Die Antworten auf meine Kleine Anfrage zeigen mehr als deutlich, dass sich die Bundesregierung weder um Chancengerechtigkeit sorgt noch um schnelle Abhilfe für Schulen bemüht ist, die noch immer mit der Bewältigung der Pandemie zu kämpfen haben.

Zum Hintergrund

Als Reaktion auf die Auswirkungen der Corona-Pandemie auf den Lehrbetrieb hat die Bundesregierung im Mai die Verwaltungsvereinbarung zum DigitalPakt (Sofortausstattungsprogramm) erweitert.
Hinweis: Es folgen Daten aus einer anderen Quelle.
//! Permanent DTC memory

use std::sync::Arc;

use parking_lot::Mutex;
use serde::Serialize;
use tracing::{debug, info};

use crate::config::PermanentConfig;
use crate::runtime_check::RuntimeCheck;
use crate::types::EventId;

/// State of a permanent entry
#[derive(Debug, Clone, Copy, PartialEq, Eq, Serialize)]
#[serde(rename_all = "lowercase")]
pub enum PermanentState {
    /// Stored while the fault is present
    Active,
    /// Fault gone, erased at the end of the next qualified driving cycle
    Passive,
}

/// One occupied permanent slot
#[derive(Debug, Clone, Copy, PartialEq, Eq, Serialize)]
pub struct PermanentEntry {
    pub event_id: EventId,
    pub state: PermanentState,
}

#[derive(Debug)]
struct PermanentSlots {
    entries: Vec<Option<PermanentEntry>>,
    dirty: Vec<bool>,
}

/// Bounded permanent memory keyed by master event
#[derive(Debug)]
pub struct PermanentMemory {
    nv_block_base: u16,
    slots: Mutex<PermanentSlots>,
    checks: Arc<RuntimeCheck>,
}

impl PermanentMemory {
    pub fn new(config: &PermanentConfig, checks: Arc<RuntimeCheck>) -> Self {
        Self {
            nv_block_base: config.nv_block_base,
            slots: Mutex::new(PermanentSlots {
                entries: vec![None; config.size],
                dirty: vec![false; config.size],
            }),
            checks,
        }
    }

    pub fn size(&self) -> usize {
        self.slots.lock().entries.len()
    }

    pub fn is_full(&self) -> bool {
        self.slots.lock().entries.iter().all(Option::is_some)
    }

    /// Slot and state of the entry for `event`
    pub fn find(&self, event: EventId) -> Option<(usize, PermanentState)> {
        self.slots
            .lock()
            .entries
            .iter()
            .enumerate()
            .find_map(|(index, slot)| match slot {
                Some(entry) if entry.event_id == event => Some((index, entry.state)),
                _ => None,
            })
    }

    /// Store `event` as active; returns its slot, or `None` if full
    ///
    /// A passive entry of `event` becomes active again.
    pub fn add(&self, event: EventId) -> Option<usize> {
        let mut slots = self.slots.lock();
        let PermanentSlots { entries, dirty } = &mut *slots;
        if let Some((index, entry)) = entries
            .iter_mut()
            .enumerate()
            .find_map(|(index, slot)| {
                slot.as_mut()
                    .filter(|entry| entry.event_id == event)
                    .map(|entry| (index, entry))
            })
        {
            if entry.state == PermanentState::Passive {
                entry.state = PermanentState::Active;
                dirty[index] = true;
                debug!(event = %event, index, "Permanent DTC active again");
            }
            return Some(index);
        }
        let index = entries.iter().position(Option::is_none)?;
        entries[index] = Some(PermanentEntry {
            event_id: event,
            state: PermanentState::Active,
        });
        dirty[index] = true;
        info!(event = %event, index, "Permanent DTC stored");
        Some(index)
    }

    pub fn set_state(&self, index: usize, state: PermanentState) {
        let mut slots = self.slots.lock();
        let PermanentSlots { entries, dirty } = &mut *slots;
        if let Some(Some(entry)) = entries.get_mut(index) {
            if entry.state != state {
                entry.state = state;
                dirty[index] = true;
            }
        }
    }

    pub fn free(&self, index: usize) {
        let mut slots = self.slots.lock();
        if let Some(slot) = slots.entries.get_mut(index) {
            if let Some(entry) = slot.take() {
                debug!(event = %entry.event_id, index, "Permanent DTC erased");
                slots.dirty[index] = true;
            }
        }
    }

    /// Occupied entries with their slots
    pub fn entries(&self) -> Vec<(usize, PermanentEntry)> {
        self.slots
            .lock()
            .entries
            .iter()
            .enumerate()
            .filter_map(|(index, slot)| slot.map(|entry| (index, entry)))
            .collect()
    }

    pub fn nv_block_index(&self, index: usize) -> Option<u16> {
        if index >= self.size() {
            return None;
        }
        let block = super::nv_block(self.nv_block_base, index);
        if block.is_none() {
            self.checks.report(super::nv_block_overflow(self.nv_block_base, index));
        }
        block
    }

    pub fn take_dirty_blocks(&self) -> Vec<u16> {
        let mut slots = self.slots.lock();
        let base = self.nv_block_base;
        slots
            .dirty
            .iter_mut()
            .enumerate()
            .filter_map(|(index, dirty)| {
                if !std::mem::take(dirty) {
                    return None;
                }
                let block = super::nv_block(base, index);
                if block.is_none() {
                    self.checks.report(super::nv_block_overflow(base, index));
                }
                block
            })
            .collect()
    }
}
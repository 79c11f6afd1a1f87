//! Property tests for the cycle arithmetic and counter derivations.

use dem_core::config::{ReportWidth, StatisticsConfig};
use dem_core::cycle::{cycle_distance, latch_stamp, stamp_report, LATCH_DISTANCE};
use dem_core::statistics::{
    aging_counter_downward, aging_counter_upward, healing_report, inverted_healing_report,
    latch_trip_counter, occurrence_report, AgingInputs,
};
use dem_core::{AgingStatus, CycleStamp, StatusBit, UdsStatus};
use proptest::prelude::*;

fn ageing(target: u8, current: u16, remaining: u8) -> AgingInputs {
    AgingInputs {
        status: AgingStatus::Ageing,
        ageable: true,
        target,
        current_cycle: current,
        target_cycle: current.wrapping_add(remaining as u16),
    }
}

proptest! {
    #[test]
    fn test_distance_inverts_wrapping_add(start in any::<u16>(), distance in any::<u16>()) {
        prop_assert_eq!(cycle_distance(start, start.wrapping_add(distance)), distance);
    }

    #[test]
    fn test_stamp_report_saturates(start in any::<u16>(), distance in any::<u16>()) {
        let current = start.wrapping_add(distance);
        let expected = if distance < 0xFF { distance as u8 } else { 0xFF };
        prop_assert_eq!(stamp_report(CycleStamp::At(start), current), expected);
    }

    #[test]
    fn test_latched_stamp_reports_ff(start in any::<u16>(), distance in LATCH_DISTANCE..=u16::MAX) {
        let current = start.wrapping_add(distance);
        let latched = latch_stamp(CycleStamp::At(start), current);
        prop_assert_eq!(latched, CycleStamp::Latched);
        prop_assert_eq!(stamp_report(latched, current.wrapping_add(1000)), 0xFF);
    }

    #[test]
    fn test_aging_counters_sum_to_target(
        target in 1u8..=u8::MAX,
        current in any::<u16>(),
        remaining in 0u8..=u8::MAX,
    ) {
        prop_assume!(remaining <= target);
        let options = StatisticsConfig::default();
        let inputs = ageing(target, current, remaining);
        let up = aging_counter_upward(inputs, &options);
        let down = aging_counter_downward(inputs, &options);
        prop_assert_eq!(up as u16 + down as u16, target as u16);
        prop_assert_eq!(up, target - remaining);
    }

    #[test]
    fn test_occurrence_one_byte_saturates(counter in any::<u16>()) {
        let report = occurrence_report(counter, ReportWidth::OneByte);
        prop_assert!(report <= 0xFF);
        prop_assert_eq!(report, counter.min(0xFF));
        prop_assert_eq!(occurrence_report(counter, ReportWidth::TwoByte), counter);
    }

    #[test]
    fn test_healing_reports_complement(counter in 0u8..=10, target in 0u8..=10) {
        let healing = UdsStatus::from_bits(0).set(StatusBit::TestFailedSinceLastClear);
        let up = healing_report(healing, counter, target);
        let down = inverted_healing_report(healing, counter, target);
        prop_assert_eq!(up + down, target);
        prop_assert!(up <= target);
    }

    #[test]
    fn test_trip_counter_latches(value in any::<u8>(), trip_target in any::<u8>()) {
        let latched = latch_trip_counter(value, trip_target);
        prop_assert!(latched <= trip_target.saturating_add(1));
        prop_assert!(latched <= value);
    }
}
//! Diagnostic event manager scenario runner
//!
//! Replays a scripted sequence of monitor results, operation cycle restarts
//! and clear requests against a configured event manager, then prints the
//! resulting status bytes, memory entries, permanent DTCs and readiness.
//!
//! # Usage
//!
//! ```bash
//! ./dem-sim --config config/dem.toml --scenario config/scenario-confirm-and-age.toml
//! ./dem-sim -c config/dem.toml -s config/scenario-permanent.toml --output json
//! ```

use std::sync::Arc;

use anyhow::Result;
use clap::Parser;
use dem_core::{Dem, DemConfig, ReadinessTracker};
use tracing::info;

mod output;
mod report;
mod scenario;

use output::{OutputContext, OutputFormat};
use report::Report;
use scenario::Scenario;

#[derive(Parser, Debug)]
#[command(name = "dem-sim")]
#[command(about = "Replay monitor scenarios through the diagnostic event manager")]
struct Args {
    /// Event manager configuration file (TOML format)
    #[arg(short, long, env = "DEM_CONFIG")]
    config: String,

    /// Scenario file (TOML format)
    #[arg(short, long)]
    scenario: String,

    /// Output format
    #[arg(short, long, value_enum, default_value_t = OutputFormat::Table)]
    output: OutputFormat,

    /// Disable colored output
    #[arg(long)]
    no_color: bool,

    /// Enable verbose output
    #[arg(short, long)]
    verbose: bool,
}

fn main() {
    let args = Args::parse();
    let ctx = OutputContext::new(args.output, args.no_color);

    if let Err(e) = run(args, &ctx) {
        ctx.error(&format!("Error: {:#}", e));
        std::process::exit(1);
    }
}

fn run(args: Args, ctx: &OutputContext) -> Result<()> {
    // Initialize tracing on stderr so JSON output stays clean
    let filter = if args.verbose {
        "dem_sim=debug,dem_core=debug"
    } else {
        "dem_sim=info,dem_core=warn"
    };
    tracing_subscriber::fmt()
        .with_env_filter(filter)
        .with_writer(std::io::stderr)
        .init();

    info!("Loading config from: {}", args.config);
    let config = DemConfig::load(&args.config)
        .map_err(|e| anyhow::anyhow!("Failed to load config: {}", e))?;
    let scenario = Scenario::load(&args.scenario)?;

    let readiness = Arc::new(ReadinessTracker::new(&config));
    let dem = Dem::with_readiness(config, readiness.clone())?;

    let steps = scenario::run(&dem, &scenario)?;
    if dem.runtime_violations() > 0 {
        tracing::warn!(
            violations = dem.runtime_violations(),
            "Runtime range checks failed during scenario"
        );
    }

    let report = Report::collect(&dem, &readiness)?;
    ctx.success(&format!(
        "Scenario '{}' completed: {} steps",
        scenario.name, steps
    ));
    ctx.print_report(&report);
    Ok(())
}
Damit sollen Schulen unterstützt werden, bedürftigen Schüler*innen mobile Endgeräte leihweise zur Verfügung zu stellen sowie die nötige Ausstattung zur Erstellung professioneller online-Lehrangebote zu beschaffen. Dazu wurden 500 Millionen Euro Bundesmittel bereitgestellt. Zu Beginn des neuen Schuljahres sowie vier Monate nach Inkraftsetzen des Programms sowie angesichts möglicher Schulschließungen durch Infektionsausbrüche wollte ich Auskunft zur bisherigen Umsetzung des Programms.